Theoretical design of a bistetrapeptide derivative of mitoxantrone targeted towards the double-stranded hexanucleotide sequence d(GGCGCC)2.

The hexanucleotide d(GGCGCC)2 is encountered in recurrent fashion within transcriptional activating sequences in retroviruses and protooncogenes. Our first theoretical design of novel oligopeptide derivatives of mitoxantrone, MTX (1), had enabled us to predict derivatives depsiGly-Lys(L) and depsiGly-Gly-Orn(D) to preferentially target the tetrameric core d(CCGG)2. Owing to the crucial importance of hexamer d(GGCGCC)2, we have attempted to extend the realm of our approach by now targeting this specific hexanucleotide. For that purpose, we undertook the design of further oligopeptide derivatives of MTX, in which each arm was identically amidated (rather than esterified as in (1)) by tri- or tetrapeptides of varying sequences and individual residue configurations. The binding affinities of these derivatives to the palindromic sequences d(GGCGCC)2, d(CGCGCG)2, d(GCCGGC)2 and d(CCCGGG)2, were compared by energy-minimization. We report here the results obtained with the most promising derivative, having the sequence Arg(L)-Gly-Val(L)-Glu(L), and displaying a considerable energy preference for d(GGCGCC)2 over the other candidate hexameric sites (referred to as I).
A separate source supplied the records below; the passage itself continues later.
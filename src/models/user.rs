//! User domain models

use crate::models::role::{Permission, Role};
use chrono::{DateTime, Utc};
use once_cell::sync::Lazy;
use regex::Regex;
use serde::{Deserialize, Serialize};
use std::collections::{BTreeMap, BTreeSet};
use uuid::Uuid;
use validator::Validate;

static USERNAME_RE: Lazy<Regex> =
    Lazy::new(|| Regex::new(r"^[A-Za-z0-9][A-Za-z0-9._-]*$").unwrap());

/// Previously used credential, kept to refuse reuse on password change
#[derive(Debug, Clone, Serialize, Deserialize)]
pub struct PasswordHistoryEntry {
    pub password_hash: String,
    pub salt: String,
    pub changed_at: DateTime<Utc>,
}

/// User account
#[derive(Debug, Clone, Serialize, Deserialize)]
pub struct User {
    pub id: Uuid,
    pub username: String,
    pub email: String,

    // Credential (hash and salt are stored separately, hex encoded)
    pub password_hash: String,
    pub salt: String,
    #[serde(default)]
    pub password_history: Vec<PasswordHistoryEntry>,

    pub roles: BTreeSet<Role>,

    // Account state
    pub is_active: bool,
    pub is_locked: bool,
    pub failed_login_attempts: u32,
    pub last_login: Option<DateTime<Utc>>,
    pub last_password_change: DateTime<Utc>,
    pub password_expires_at: DateTime<Utc>,
    pub must_change_password: bool,

    pub created_at: DateTime<Utc>,
    pub updated_at: DateTime<Utc>,
    #[serde(default)]
    pub metadata: BTreeMap<String, serde_json::Value>,
}

impl User {
    pub fn has_role(&self, role: Role) -> bool {
        self.roles.contains(&role)
    }

    pub fn has_permission(&self, permission: Permission) -> bool {
        self.roles.iter().any(|r| r.grants(permission))
    }

    /// Union of all permissions granted through the role set
    pub fn permissions(&self) -> BTreeSet<Permission> {
        self.roles
            .iter()
            .flat_map(|r| r.permissions().iter().copied())
            .collect()
    }

    pub fn highest_role_level(&self) -> u8 {
        self.roles.iter().map(Role::level).max().unwrap_or(0)
    }

    pub fn is_password_expired(&self, now: DateTime<Utc>) -> bool {
        now >= self.password_expires_at
    }

    /// Non-blocking consistency findings (logged as warnings)
    pub fn warnings(&self) -> Vec<String> {
        let mut warnings = Vec::new();
        if self.roles.is_empty() {
            warnings.push("user has no assigned roles".to_string());
        }
        warnings
    }
}

/// Public view without credential material
#[derive(Debug, Clone, Serialize)]
pub struct UserResponse {
    pub id: Uuid,
    pub username: String,
    pub email: String,
    pub roles: Vec<String>,
    pub is_active: bool,
    pub is_locked: bool,
    pub last_login: Option<DateTime<Utc>>,
    pub must_change_password: bool,
    pub created_at: DateTime<Utc>,
}

impl From<&User> for UserResponse {
    fn from(user: &User) -> Self {
        Self {
            id: user.id,
            username: user.username.clone(),
            email: user.email.clone(),
            roles: user.roles.iter().map(|r| r.as_str().to_string()).collect(),
            is_active: user.is_active,
            is_locked: user.is_locked,
            last_login: user.last_login,
            must_change_password: user.must_change_password,
            created_at: user.created_at,
        }
    }
}

/// Create user request
#[derive(Debug, Clone, Deserialize, Validate)]
pub struct CreateUserRequest {
    #[validate(
        length(min = 3, max = 64, message = "Username must be 3-64 characters long"),
        regex(path = *USERNAME_RE, message = "Username may only contain letters, digits, '.', '_' and '-'")
    )]
    pub username: String,

    #[validate(email(message = "Valid email address is required"))]
    pub email: String,

    pub password: String,

    #[validate(length(min = 1, message = "At least one role is required"))]
    pub roles: Vec<Role>,

    #[serde(default)]
    pub metadata: BTreeMap<String, serde_json::Value>,
}

impl CreateUserRequest {
    pub fn new(username: &str, email: &str, password: &str, roles: &[Role]) -> Self {
        Self {
            username: username.to_string(),
            email: email.to_string(),
            password: password.to_string(),
            roles: roles.to_vec(),
            metadata: BTreeMap::new(),
        }
    }
}

/// Update user request (email, activation flag, metadata)
#[derive(Debug, Clone, Default, Deserialize, Validate)]
pub struct UpdateUserRequest {
    #[validate(email(message = "Valid email address is required"))]
    pub email: Option<String>,
    pub is_active: Option<bool>,
    pub metadata: Option<BTreeMap<String, serde_json::Value>>,
}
In the corresponding complexes, the two arms are in two mutually antiparallel directions in the major groove, and adopt a beta-sheet like arrangement stabilized by two H-bonds involving the carbonyl and amide groups of the Gly residues. Each Arg side chain on a given arm chelates O6 and N7 atoms of G1, G2/G1', G2' with its imino and cis amino hydrogen, and is simultaneously bound through two amino hydrogens in a bidentate interaction with the Glu residue.